• _Records for the exercise_
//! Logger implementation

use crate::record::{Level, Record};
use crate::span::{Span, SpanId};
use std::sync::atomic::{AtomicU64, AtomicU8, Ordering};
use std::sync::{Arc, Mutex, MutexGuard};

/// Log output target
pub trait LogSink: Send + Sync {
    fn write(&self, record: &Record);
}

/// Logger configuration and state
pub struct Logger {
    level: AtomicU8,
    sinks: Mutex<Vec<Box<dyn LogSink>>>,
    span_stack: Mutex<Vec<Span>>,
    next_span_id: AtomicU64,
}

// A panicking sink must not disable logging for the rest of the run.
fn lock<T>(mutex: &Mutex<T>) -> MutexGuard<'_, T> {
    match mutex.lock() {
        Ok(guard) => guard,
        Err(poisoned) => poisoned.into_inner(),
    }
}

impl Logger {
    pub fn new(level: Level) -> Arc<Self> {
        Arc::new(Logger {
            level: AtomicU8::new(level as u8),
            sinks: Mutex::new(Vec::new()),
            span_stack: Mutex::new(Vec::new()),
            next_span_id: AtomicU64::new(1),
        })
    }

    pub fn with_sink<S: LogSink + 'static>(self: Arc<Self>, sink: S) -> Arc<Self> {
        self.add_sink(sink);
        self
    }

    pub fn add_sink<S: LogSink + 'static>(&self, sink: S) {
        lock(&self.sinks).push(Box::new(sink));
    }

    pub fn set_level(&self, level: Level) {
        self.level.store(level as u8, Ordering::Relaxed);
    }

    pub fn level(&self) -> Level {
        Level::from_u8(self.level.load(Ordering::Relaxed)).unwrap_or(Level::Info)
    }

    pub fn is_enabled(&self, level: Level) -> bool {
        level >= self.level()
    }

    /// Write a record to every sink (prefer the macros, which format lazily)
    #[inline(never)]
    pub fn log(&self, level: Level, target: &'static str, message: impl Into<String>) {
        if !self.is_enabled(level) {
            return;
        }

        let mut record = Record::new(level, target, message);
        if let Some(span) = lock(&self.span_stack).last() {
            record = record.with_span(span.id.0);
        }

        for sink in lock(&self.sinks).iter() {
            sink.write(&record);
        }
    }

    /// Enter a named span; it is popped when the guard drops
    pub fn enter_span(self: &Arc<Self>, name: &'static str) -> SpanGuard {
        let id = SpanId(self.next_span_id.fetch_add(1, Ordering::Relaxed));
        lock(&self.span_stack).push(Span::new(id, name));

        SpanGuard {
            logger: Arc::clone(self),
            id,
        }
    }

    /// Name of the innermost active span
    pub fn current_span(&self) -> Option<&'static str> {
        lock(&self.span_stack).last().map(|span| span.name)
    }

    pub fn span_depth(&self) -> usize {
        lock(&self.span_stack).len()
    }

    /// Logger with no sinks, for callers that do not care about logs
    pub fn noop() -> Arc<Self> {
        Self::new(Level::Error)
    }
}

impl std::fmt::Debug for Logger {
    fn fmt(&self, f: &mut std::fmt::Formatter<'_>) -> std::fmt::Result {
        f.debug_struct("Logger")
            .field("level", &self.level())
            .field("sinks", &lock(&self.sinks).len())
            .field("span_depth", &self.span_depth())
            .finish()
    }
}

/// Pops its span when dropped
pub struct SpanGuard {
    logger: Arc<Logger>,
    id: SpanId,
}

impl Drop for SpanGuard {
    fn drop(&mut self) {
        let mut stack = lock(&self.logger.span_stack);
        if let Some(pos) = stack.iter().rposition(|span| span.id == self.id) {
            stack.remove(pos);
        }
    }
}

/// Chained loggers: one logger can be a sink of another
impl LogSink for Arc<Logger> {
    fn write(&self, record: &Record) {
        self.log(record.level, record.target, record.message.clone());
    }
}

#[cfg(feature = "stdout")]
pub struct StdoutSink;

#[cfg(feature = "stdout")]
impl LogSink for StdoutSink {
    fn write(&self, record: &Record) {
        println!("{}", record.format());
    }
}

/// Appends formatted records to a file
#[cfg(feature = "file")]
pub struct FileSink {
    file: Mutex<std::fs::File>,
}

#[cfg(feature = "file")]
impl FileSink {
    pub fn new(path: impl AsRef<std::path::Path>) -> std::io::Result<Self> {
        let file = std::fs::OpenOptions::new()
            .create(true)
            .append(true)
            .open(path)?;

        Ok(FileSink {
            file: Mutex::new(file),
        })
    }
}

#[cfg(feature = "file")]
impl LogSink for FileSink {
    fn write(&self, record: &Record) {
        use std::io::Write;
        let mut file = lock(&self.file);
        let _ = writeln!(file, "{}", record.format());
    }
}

==

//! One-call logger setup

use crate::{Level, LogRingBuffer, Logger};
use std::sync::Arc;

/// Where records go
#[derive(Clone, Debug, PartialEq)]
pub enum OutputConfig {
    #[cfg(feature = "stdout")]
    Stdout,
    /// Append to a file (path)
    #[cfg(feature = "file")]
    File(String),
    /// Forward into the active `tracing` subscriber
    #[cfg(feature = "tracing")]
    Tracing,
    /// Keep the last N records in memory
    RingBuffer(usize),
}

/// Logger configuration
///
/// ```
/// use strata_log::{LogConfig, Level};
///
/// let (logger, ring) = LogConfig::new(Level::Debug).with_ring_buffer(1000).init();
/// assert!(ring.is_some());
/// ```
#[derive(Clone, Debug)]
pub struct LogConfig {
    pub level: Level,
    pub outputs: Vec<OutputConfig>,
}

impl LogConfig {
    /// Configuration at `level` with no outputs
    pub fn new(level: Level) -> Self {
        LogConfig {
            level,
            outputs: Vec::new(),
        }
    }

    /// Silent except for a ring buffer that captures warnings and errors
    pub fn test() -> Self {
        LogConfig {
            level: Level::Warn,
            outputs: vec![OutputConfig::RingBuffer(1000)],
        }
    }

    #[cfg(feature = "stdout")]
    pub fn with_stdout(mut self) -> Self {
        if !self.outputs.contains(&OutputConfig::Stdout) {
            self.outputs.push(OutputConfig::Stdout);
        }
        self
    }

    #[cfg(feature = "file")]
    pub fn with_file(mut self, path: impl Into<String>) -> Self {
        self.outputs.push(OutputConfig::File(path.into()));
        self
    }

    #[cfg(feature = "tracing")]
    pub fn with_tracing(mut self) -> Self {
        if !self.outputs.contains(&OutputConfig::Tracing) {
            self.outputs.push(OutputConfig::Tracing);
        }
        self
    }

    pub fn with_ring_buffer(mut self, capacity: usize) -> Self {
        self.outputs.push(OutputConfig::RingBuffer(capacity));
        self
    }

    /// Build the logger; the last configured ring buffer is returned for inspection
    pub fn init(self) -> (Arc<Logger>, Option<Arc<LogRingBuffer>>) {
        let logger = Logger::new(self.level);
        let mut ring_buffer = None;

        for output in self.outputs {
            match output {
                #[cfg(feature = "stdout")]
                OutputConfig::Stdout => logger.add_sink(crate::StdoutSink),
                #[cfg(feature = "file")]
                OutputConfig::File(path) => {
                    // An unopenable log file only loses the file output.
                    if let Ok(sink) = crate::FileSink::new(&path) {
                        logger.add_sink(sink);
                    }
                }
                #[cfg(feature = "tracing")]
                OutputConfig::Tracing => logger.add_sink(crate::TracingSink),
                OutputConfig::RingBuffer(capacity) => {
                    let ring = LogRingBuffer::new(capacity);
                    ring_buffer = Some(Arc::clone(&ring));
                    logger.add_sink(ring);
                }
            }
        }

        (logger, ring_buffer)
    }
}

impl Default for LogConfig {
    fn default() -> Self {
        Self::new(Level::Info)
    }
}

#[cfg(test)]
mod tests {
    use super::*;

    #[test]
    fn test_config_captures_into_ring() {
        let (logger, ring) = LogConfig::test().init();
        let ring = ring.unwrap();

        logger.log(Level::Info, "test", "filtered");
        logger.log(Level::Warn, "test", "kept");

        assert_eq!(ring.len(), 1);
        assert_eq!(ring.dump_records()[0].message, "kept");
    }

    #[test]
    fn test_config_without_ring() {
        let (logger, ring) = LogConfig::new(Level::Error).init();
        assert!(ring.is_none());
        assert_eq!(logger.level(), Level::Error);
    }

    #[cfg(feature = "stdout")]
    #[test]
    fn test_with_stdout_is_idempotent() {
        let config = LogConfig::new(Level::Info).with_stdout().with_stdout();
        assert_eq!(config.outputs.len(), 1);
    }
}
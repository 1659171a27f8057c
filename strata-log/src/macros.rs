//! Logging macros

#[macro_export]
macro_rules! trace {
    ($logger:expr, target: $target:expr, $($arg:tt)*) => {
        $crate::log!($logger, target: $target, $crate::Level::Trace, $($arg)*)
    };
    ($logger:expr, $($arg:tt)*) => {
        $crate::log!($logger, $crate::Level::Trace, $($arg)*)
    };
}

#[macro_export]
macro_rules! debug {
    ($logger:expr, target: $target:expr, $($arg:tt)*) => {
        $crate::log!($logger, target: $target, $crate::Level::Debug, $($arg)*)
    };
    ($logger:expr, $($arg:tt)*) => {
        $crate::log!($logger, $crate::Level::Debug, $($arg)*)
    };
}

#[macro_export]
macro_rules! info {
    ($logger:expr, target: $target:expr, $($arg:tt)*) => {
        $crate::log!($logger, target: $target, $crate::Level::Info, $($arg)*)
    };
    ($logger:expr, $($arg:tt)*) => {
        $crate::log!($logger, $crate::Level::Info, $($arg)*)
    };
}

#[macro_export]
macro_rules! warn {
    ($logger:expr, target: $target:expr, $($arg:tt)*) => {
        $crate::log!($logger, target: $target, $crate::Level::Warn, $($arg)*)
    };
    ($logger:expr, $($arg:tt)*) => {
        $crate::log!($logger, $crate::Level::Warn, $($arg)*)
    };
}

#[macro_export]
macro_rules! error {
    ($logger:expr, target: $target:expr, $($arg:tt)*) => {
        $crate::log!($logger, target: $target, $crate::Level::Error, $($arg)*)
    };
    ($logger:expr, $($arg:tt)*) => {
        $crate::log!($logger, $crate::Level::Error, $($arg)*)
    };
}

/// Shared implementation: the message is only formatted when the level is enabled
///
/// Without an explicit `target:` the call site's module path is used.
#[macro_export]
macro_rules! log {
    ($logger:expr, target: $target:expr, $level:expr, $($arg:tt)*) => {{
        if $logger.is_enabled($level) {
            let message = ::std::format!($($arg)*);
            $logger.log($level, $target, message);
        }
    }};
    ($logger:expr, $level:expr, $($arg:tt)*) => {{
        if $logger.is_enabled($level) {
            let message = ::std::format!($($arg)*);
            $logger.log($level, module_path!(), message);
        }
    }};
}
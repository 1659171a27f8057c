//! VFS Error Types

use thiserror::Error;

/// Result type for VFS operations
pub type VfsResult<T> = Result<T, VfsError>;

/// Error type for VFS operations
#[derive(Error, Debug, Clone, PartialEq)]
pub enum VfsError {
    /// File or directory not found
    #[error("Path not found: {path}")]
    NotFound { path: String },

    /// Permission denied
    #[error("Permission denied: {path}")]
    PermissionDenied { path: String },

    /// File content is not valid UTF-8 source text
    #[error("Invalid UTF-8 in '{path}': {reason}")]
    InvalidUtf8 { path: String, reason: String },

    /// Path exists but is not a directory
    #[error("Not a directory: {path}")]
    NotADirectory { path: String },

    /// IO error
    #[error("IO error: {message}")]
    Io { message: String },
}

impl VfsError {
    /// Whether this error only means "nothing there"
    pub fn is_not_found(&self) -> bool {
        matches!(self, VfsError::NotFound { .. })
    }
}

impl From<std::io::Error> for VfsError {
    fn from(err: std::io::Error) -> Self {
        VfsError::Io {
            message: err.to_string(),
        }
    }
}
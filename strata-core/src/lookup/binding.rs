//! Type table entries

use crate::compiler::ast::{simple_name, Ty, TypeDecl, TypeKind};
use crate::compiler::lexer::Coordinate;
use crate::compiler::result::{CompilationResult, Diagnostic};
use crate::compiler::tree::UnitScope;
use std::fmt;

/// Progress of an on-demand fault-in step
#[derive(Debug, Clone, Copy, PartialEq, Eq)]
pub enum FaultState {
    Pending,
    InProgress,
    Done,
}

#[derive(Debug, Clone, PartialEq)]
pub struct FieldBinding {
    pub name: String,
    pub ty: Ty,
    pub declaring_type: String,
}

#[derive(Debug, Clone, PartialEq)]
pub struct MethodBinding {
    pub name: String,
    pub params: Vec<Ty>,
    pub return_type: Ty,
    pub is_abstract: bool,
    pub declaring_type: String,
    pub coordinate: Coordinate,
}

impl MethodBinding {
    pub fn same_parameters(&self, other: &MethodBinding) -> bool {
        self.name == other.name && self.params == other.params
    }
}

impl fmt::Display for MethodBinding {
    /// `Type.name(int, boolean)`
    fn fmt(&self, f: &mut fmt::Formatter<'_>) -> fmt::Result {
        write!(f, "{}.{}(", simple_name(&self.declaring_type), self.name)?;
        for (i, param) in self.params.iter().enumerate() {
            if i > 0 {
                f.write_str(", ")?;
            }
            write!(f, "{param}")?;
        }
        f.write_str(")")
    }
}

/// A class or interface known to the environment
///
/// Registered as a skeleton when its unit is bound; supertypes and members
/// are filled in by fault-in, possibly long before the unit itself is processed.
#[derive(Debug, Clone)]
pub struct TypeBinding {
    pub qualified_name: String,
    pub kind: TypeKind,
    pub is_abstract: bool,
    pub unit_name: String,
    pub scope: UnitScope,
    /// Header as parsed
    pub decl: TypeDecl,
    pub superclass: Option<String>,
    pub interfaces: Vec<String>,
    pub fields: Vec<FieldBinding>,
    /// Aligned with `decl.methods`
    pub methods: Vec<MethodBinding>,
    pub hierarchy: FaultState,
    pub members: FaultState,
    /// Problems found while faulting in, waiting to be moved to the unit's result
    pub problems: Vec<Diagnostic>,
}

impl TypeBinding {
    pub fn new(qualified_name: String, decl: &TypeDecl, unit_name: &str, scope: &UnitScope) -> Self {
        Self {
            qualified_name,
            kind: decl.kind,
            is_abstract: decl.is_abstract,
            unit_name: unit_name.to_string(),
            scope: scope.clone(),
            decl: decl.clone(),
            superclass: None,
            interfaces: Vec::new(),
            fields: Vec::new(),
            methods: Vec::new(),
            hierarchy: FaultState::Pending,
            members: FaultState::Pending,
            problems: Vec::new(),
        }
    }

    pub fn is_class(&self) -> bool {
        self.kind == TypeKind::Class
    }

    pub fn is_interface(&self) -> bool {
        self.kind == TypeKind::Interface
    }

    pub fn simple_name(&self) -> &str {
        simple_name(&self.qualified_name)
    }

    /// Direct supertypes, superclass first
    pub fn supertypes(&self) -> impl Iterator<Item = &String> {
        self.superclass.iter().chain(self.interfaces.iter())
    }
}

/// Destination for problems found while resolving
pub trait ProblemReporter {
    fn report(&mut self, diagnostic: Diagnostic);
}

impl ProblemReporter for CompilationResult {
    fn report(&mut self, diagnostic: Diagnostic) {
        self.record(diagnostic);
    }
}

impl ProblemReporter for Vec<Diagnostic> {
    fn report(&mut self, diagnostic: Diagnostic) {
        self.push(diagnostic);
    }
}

• _Problem to work on_
From the records above, copy each line in which the string "push" occurs.

• _Final answer_
        lock(&self.sinks).push(Box::new(sink));
        lock(&self.span_stack).push(Span::new(id, name));
            self.outputs.push(OutputConfig::Stdout);
        self.outputs.push(OutputConfig::File(path.into()));
            self.outputs.push(OutputConfig::Tracing);
        self.outputs.push(OutputConfig::RingBuffer(capacity));
        self.push(diagnostic);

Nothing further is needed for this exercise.